++++ Stored data

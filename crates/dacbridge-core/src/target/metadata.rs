//! Metadata ranges known to be missing from a crash dump.
//!
//! Some dump writers leave out the metadata pages of loaded assemblies and
//! the host then serves zeros for them. Reads overlapping a registered range
//! are refused instead.

use smallvec::SmallVec;

use crate::types::{Address, MemoryRange};

/// Registered absent metadata ranges
#[derive(Debug, Clone, Default)]
pub struct MetadataRegions
{
    regions: SmallVec<[MemoryRange; 8]>,
}

impl MetadataRegions
{
    /// Add a range; empty ranges are ignored.
    pub fn register(&mut self, region: MemoryRange)
    {
        if !region.is_empty() && !self.regions.contains(&region) {
            self.regions.push(region);
        }
    }

    /// `true` when `[address, address + len)` touches any registered range.
    pub fn overlaps(&self, address: Address, len: u64) -> bool
    {
        self.regions.iter().any(|region| region.overlaps(address, len))
    }

    /// Number of registered ranges.
    pub fn len(&self) -> usize
    {
        self.regions.len()
    }

    /// `true` when nothing is registered.
    pub fn is_empty(&self) -> bool
    {
        self.regions.is_empty()
    }
}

++++++++

Work instruction. Retype, exactly as written, each line from the one that has "of registered ranges." to the bottom of the entries above, and include both of those lines.

Solution.
    /// Number of registered ranges.
    pub fn len(&self) -> usize
    {
        self.regions.len()
    }

    /// `true` when nothing is registered.
    pub fn is_empty(&self) -> bool
    {
        self.regions.is_empty()
    }
}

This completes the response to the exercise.